# Records to process:
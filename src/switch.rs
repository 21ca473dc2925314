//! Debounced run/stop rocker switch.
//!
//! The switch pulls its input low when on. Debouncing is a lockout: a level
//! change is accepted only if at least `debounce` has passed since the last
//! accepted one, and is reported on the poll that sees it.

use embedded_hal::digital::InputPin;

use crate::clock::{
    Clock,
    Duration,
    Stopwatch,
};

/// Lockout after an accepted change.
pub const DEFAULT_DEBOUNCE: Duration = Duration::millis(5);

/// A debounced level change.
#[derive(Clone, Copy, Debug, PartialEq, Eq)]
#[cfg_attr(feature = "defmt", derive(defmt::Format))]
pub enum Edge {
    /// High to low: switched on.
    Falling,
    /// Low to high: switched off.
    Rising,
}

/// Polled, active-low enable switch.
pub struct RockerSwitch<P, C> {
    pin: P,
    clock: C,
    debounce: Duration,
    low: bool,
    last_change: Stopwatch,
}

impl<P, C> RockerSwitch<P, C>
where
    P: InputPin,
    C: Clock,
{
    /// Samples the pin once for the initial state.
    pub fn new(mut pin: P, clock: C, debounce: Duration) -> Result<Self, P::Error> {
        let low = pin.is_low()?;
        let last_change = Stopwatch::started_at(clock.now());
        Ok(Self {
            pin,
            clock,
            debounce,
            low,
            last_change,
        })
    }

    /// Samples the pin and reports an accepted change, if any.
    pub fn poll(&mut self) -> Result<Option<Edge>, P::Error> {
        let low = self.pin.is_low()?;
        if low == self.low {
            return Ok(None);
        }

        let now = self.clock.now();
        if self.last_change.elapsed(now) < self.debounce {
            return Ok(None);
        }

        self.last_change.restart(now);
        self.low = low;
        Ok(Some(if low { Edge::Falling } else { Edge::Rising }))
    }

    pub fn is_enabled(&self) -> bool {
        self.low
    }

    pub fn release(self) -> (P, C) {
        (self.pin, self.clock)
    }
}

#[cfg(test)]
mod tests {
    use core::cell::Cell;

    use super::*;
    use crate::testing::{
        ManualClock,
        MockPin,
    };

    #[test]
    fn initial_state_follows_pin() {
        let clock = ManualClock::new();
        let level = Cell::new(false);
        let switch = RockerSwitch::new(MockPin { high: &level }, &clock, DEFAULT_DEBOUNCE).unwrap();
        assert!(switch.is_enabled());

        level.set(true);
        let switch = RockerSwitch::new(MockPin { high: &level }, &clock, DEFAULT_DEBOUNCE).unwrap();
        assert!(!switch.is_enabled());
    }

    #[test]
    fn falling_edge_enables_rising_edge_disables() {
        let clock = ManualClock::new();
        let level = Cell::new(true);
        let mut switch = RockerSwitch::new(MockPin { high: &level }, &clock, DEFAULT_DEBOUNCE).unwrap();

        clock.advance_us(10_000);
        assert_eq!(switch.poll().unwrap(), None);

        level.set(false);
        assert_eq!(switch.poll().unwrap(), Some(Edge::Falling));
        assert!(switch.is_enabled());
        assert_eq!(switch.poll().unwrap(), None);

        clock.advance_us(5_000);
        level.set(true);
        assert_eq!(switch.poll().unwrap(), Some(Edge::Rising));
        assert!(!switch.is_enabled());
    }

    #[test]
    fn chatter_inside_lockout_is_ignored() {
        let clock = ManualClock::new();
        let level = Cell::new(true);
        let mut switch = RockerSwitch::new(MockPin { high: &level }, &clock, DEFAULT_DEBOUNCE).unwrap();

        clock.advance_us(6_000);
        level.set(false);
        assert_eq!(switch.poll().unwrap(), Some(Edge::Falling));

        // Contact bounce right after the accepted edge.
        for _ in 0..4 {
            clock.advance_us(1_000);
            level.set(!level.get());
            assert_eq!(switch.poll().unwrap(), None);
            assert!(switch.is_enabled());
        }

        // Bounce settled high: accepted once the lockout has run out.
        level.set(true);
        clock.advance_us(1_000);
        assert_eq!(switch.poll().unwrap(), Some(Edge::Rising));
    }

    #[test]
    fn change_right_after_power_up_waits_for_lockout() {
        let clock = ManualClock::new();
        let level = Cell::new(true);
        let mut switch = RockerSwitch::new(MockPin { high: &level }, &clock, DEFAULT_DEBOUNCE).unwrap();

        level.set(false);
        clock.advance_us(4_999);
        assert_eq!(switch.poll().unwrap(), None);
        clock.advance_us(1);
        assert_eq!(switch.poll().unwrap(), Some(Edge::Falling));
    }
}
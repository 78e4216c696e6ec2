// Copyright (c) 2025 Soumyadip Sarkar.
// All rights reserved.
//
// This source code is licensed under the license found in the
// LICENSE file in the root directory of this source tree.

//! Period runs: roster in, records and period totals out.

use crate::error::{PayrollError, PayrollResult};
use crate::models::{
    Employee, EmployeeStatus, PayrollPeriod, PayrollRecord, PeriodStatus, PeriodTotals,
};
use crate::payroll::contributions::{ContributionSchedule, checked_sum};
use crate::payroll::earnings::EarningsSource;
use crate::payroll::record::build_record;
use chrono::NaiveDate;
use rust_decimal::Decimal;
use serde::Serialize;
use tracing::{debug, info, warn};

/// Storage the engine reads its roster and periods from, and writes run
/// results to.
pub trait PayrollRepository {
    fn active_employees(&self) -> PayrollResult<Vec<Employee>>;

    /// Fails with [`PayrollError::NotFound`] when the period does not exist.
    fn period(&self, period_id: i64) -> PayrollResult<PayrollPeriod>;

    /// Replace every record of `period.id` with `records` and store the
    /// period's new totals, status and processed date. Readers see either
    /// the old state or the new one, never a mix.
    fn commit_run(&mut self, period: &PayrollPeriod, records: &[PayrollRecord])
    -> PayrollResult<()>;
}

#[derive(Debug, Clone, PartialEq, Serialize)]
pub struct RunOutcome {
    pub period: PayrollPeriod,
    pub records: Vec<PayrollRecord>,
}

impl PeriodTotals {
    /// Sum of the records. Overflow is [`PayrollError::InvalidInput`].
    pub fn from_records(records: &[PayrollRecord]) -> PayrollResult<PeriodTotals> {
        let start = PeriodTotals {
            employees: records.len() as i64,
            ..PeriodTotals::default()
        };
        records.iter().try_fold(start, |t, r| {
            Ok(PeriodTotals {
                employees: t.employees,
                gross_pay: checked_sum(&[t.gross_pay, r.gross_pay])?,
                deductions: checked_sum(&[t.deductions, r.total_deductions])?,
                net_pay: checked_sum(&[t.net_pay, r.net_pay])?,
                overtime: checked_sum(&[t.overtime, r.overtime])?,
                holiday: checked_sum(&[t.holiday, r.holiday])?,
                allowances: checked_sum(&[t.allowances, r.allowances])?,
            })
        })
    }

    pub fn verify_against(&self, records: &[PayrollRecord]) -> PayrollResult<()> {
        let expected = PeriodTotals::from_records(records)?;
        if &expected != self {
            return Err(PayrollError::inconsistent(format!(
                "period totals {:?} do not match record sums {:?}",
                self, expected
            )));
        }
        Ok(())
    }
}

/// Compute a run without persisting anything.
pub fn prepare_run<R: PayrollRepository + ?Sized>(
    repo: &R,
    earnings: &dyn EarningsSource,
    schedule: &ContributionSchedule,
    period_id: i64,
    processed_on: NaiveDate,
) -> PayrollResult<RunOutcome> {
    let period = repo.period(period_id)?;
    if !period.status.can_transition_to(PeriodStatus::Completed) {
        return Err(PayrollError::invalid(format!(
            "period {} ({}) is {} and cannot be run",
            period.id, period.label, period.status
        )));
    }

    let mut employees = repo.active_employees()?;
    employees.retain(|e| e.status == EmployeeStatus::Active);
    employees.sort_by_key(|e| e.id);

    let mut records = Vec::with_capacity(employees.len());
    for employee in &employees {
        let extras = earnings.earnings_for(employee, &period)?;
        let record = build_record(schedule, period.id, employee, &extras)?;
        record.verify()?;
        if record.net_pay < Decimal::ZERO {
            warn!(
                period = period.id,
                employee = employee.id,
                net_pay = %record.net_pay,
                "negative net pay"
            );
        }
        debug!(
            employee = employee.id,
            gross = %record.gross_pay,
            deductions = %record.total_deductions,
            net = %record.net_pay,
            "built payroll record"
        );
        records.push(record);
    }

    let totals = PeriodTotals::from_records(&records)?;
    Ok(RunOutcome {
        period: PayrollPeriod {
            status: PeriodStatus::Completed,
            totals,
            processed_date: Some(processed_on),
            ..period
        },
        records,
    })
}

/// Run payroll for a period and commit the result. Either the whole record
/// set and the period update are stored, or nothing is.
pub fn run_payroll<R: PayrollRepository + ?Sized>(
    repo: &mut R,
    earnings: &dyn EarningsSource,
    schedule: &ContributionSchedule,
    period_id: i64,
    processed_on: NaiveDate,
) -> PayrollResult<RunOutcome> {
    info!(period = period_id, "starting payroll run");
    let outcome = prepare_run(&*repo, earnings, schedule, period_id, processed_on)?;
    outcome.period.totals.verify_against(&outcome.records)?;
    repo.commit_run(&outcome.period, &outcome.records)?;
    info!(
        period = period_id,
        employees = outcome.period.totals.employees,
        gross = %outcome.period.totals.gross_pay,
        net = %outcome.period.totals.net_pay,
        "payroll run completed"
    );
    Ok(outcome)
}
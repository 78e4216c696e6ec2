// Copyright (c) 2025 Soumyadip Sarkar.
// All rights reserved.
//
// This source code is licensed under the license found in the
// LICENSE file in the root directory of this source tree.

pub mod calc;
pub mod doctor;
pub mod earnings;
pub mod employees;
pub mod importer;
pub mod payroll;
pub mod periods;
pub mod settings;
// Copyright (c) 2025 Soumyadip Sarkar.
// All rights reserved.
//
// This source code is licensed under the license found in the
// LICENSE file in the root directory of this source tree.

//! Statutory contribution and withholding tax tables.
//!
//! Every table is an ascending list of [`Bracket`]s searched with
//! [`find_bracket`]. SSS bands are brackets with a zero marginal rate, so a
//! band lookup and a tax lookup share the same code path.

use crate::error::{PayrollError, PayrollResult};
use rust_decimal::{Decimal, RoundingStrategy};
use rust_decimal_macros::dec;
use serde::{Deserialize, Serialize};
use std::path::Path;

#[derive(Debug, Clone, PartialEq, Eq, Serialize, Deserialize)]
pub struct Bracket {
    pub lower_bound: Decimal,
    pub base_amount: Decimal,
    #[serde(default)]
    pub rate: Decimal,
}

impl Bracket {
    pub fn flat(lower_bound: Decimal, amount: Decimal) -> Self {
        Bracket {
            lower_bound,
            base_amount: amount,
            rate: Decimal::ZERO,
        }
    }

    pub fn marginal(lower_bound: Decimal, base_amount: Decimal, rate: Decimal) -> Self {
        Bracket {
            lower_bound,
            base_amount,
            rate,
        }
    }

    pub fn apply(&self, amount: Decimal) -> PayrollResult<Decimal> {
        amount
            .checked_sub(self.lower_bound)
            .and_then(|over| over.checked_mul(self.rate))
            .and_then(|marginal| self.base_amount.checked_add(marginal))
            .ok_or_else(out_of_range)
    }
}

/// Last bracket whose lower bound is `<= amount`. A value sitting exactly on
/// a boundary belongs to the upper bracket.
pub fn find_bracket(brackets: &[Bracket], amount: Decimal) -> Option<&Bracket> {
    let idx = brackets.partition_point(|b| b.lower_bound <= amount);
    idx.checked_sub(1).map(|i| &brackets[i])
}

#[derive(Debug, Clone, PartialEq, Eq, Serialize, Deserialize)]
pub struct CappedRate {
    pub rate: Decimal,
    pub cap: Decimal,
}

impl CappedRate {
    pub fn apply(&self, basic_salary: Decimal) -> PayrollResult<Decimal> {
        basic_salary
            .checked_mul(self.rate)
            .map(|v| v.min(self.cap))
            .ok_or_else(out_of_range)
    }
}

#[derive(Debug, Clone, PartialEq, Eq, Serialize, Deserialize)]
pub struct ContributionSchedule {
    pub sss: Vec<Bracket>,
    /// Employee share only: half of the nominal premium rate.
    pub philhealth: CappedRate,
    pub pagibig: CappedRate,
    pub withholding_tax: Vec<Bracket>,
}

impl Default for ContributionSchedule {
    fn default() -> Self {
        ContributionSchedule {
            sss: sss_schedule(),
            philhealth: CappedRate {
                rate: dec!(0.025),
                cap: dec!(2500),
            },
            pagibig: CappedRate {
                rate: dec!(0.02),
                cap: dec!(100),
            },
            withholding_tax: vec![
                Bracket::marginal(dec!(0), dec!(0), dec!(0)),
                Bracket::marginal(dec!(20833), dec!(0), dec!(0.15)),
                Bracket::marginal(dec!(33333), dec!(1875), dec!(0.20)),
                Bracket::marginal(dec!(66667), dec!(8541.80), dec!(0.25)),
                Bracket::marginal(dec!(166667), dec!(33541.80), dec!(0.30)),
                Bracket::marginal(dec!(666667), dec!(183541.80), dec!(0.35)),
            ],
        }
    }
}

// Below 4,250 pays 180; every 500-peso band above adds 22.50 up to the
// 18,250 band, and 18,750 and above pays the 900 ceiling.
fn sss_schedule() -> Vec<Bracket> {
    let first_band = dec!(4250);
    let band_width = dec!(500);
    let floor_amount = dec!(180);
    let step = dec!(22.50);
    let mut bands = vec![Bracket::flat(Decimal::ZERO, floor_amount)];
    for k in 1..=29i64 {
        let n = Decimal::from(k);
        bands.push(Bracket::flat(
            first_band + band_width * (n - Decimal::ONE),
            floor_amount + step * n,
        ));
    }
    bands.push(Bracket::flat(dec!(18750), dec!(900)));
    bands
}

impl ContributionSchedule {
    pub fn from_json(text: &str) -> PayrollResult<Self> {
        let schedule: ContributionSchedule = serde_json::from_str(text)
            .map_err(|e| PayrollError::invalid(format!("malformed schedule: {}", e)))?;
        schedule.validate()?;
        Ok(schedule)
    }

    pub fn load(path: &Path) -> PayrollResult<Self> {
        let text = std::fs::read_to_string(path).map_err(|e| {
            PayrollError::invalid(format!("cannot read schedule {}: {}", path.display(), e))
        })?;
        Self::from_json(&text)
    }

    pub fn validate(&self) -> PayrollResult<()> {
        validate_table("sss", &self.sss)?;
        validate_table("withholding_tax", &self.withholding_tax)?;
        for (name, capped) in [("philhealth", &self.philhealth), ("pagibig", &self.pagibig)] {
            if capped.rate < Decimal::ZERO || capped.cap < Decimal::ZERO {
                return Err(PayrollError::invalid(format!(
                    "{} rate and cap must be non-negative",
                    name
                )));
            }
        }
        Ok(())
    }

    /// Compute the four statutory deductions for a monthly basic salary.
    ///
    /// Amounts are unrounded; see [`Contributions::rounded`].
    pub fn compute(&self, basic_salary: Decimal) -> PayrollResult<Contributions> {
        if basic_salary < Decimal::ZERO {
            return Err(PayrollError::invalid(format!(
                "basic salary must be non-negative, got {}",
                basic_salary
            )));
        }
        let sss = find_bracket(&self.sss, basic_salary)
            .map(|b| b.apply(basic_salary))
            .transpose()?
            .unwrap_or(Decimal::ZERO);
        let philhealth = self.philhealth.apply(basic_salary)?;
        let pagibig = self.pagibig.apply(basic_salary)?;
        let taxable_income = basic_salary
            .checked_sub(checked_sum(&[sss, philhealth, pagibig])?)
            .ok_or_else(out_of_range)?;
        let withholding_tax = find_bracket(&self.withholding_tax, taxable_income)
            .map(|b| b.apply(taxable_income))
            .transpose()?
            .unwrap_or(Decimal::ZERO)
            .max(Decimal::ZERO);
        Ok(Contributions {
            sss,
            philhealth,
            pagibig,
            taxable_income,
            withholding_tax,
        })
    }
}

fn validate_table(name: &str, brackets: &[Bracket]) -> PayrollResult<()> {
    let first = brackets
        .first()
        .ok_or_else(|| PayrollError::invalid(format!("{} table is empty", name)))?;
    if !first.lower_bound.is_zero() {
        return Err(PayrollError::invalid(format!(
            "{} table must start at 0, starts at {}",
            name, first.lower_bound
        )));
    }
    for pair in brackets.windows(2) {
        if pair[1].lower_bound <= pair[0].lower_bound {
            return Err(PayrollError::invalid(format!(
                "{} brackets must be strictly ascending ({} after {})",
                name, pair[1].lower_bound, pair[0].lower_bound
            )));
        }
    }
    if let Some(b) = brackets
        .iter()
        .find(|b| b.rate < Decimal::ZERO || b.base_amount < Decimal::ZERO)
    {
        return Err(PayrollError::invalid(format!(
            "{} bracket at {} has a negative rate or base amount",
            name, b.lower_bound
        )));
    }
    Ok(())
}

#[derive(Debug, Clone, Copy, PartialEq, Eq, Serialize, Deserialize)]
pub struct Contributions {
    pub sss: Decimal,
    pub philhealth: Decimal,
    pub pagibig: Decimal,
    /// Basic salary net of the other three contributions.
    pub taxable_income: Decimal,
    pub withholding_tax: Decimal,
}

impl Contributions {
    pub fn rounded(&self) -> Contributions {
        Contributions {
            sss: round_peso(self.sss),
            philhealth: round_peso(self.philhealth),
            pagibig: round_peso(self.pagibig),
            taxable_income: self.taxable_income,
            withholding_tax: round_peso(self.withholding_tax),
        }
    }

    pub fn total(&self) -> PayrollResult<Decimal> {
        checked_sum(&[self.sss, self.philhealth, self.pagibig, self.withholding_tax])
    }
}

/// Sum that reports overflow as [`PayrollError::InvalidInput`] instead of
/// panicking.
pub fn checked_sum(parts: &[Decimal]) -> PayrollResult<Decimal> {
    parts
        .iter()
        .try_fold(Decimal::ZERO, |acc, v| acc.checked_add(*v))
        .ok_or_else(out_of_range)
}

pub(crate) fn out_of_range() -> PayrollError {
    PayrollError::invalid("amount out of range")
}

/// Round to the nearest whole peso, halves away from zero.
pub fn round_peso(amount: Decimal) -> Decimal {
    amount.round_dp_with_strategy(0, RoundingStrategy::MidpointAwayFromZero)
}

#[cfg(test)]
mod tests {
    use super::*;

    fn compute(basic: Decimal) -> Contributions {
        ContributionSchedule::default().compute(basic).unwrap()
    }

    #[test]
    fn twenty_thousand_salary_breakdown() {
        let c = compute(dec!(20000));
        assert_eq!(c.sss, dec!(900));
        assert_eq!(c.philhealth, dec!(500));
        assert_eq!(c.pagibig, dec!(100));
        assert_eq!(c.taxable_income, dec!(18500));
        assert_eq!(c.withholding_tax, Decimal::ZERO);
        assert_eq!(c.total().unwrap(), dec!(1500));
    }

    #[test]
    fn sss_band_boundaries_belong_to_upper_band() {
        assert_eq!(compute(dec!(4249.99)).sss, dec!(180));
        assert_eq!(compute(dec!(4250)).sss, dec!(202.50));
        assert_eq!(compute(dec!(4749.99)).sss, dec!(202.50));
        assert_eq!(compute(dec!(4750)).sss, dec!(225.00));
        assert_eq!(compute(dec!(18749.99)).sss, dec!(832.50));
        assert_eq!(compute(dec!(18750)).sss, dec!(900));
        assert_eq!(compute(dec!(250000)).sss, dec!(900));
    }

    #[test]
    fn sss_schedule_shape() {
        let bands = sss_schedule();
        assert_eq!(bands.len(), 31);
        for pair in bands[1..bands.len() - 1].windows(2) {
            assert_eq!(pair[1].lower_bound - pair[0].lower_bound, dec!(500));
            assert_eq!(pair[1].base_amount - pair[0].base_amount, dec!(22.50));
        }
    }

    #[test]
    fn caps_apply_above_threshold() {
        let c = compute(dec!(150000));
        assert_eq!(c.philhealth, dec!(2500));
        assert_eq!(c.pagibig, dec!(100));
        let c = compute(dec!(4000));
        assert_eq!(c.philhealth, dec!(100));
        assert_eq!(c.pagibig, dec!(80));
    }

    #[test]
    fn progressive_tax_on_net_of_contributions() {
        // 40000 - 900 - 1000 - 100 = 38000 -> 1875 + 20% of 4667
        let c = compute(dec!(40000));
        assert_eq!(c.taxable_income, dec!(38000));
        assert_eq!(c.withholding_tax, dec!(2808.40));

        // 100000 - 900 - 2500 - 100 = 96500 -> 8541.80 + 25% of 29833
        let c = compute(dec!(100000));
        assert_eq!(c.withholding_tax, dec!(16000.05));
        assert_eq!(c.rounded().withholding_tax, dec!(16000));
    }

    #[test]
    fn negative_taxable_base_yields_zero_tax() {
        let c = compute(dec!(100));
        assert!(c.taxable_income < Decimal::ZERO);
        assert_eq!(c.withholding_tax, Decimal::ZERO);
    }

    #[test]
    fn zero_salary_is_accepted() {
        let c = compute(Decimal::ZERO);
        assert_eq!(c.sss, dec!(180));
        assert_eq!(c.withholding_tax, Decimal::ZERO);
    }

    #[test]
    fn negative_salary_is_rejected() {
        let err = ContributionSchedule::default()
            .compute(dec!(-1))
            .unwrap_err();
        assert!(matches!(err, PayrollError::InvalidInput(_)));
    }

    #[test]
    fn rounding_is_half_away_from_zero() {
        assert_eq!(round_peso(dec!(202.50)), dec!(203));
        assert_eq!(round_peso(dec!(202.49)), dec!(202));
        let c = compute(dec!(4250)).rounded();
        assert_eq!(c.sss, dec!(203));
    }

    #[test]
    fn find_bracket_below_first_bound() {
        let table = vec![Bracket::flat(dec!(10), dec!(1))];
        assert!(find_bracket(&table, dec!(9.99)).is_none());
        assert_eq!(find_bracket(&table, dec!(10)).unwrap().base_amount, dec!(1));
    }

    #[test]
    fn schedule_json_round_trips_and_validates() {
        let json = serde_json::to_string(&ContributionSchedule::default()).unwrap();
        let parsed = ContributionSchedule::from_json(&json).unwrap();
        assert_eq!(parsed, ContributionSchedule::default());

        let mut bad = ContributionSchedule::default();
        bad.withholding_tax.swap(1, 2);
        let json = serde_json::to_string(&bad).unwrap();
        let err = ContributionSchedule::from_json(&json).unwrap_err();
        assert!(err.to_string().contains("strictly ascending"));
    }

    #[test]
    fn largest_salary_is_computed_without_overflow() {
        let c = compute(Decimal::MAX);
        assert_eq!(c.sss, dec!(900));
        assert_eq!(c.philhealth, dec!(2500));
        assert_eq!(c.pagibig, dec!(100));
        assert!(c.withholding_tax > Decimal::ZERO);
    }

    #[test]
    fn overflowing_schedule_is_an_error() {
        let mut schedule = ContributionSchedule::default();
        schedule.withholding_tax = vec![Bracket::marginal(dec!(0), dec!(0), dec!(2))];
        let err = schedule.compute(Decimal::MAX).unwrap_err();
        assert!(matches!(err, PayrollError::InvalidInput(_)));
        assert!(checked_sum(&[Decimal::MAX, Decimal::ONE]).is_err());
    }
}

# What you will do:
The answer must consist of every line in the records above that contains the word "earnings".

# Exercise solution:
use crate::payroll::earnings::EarningsSource;
    earnings: &dyn EarningsSource,
        let extras = earnings.earnings_for(employee, &period)?;
    earnings: &dyn EarningsSource,
    let outcome = prepare_run(&*repo, earnings, schedule, period_id, processed_on)?;
pub mod earnings;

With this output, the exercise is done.